* [TASK PROMPT]:
For each line of the listing that includes the word "from", show the whole line.

* [DATA PROVIDED]:
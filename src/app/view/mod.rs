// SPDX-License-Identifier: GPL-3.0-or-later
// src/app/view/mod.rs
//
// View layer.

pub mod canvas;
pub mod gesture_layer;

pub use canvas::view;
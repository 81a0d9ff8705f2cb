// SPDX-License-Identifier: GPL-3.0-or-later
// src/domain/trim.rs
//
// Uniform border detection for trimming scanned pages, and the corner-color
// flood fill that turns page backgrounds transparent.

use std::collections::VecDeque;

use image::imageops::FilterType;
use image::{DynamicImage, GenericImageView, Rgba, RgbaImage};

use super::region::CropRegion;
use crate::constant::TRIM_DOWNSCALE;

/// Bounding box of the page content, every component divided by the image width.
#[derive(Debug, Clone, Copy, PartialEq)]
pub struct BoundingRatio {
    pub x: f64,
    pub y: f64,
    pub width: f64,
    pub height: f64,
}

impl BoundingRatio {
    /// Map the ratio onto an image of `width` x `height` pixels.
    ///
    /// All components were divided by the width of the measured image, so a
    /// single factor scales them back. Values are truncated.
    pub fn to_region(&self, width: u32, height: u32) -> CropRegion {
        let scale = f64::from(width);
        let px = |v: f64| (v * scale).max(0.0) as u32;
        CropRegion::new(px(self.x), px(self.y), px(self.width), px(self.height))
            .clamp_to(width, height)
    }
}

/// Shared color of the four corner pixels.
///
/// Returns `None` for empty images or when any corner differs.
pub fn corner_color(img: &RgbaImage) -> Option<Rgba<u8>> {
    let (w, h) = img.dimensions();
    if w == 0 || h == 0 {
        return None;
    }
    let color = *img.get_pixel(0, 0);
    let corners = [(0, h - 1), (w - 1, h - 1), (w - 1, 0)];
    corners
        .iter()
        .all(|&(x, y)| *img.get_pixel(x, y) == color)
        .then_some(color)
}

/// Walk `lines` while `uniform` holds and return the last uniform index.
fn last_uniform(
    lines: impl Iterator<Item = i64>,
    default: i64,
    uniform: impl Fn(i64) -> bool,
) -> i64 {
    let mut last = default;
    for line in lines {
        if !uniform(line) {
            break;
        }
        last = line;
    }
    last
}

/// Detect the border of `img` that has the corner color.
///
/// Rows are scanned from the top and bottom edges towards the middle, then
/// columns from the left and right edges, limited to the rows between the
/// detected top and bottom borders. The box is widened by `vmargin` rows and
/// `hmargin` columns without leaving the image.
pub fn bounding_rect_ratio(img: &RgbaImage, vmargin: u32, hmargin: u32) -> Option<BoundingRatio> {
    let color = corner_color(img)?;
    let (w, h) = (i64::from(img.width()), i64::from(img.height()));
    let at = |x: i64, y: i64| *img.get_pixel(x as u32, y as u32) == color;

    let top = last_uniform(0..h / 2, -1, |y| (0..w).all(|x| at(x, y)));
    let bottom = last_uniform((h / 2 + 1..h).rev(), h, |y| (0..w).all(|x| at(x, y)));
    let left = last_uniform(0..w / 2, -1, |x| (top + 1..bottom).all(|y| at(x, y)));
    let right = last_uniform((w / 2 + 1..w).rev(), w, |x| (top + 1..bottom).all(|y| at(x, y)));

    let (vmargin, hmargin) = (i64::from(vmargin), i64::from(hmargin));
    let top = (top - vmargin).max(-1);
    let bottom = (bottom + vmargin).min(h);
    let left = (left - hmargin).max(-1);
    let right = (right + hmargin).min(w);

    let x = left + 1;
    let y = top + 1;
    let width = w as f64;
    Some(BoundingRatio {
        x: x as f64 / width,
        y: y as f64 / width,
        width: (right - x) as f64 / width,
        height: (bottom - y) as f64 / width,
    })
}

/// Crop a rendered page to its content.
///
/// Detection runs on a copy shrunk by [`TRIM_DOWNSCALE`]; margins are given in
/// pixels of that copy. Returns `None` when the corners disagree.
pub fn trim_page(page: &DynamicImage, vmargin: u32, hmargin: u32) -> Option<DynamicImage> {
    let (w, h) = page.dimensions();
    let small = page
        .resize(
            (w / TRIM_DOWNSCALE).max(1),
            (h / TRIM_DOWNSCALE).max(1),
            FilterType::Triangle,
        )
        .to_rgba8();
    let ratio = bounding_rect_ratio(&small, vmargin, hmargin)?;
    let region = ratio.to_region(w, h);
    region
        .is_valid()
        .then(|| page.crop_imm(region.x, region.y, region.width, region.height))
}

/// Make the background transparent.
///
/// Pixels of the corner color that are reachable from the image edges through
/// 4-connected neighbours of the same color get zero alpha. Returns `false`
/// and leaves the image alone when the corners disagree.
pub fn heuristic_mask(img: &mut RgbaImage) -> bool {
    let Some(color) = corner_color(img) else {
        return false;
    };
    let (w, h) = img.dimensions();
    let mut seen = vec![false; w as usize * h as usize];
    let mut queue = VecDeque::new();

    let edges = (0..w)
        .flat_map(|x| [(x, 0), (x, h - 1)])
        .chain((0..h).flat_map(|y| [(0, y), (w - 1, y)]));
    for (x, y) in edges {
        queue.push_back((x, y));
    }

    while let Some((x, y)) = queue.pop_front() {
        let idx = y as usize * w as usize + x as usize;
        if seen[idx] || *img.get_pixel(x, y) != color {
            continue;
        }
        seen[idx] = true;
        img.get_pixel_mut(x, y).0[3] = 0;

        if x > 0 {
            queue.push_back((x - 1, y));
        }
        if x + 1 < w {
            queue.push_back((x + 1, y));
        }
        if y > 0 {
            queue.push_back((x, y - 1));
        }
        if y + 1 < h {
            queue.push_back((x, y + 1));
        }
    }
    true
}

* [REPLY]:
        let scale = f64::from(width);
/// Rows are scanned from the top and bottom edges towards the middle, then
/// columns from the left and right edges, limited to the rows between the
    let (w, h) = (i64::from(img.width()), i64::from(img.height()));
    let (vmargin, hmargin) = (i64::from(vmargin), i64::from(hmargin));
/// Pixels of the corner color that are reachable from the image edges through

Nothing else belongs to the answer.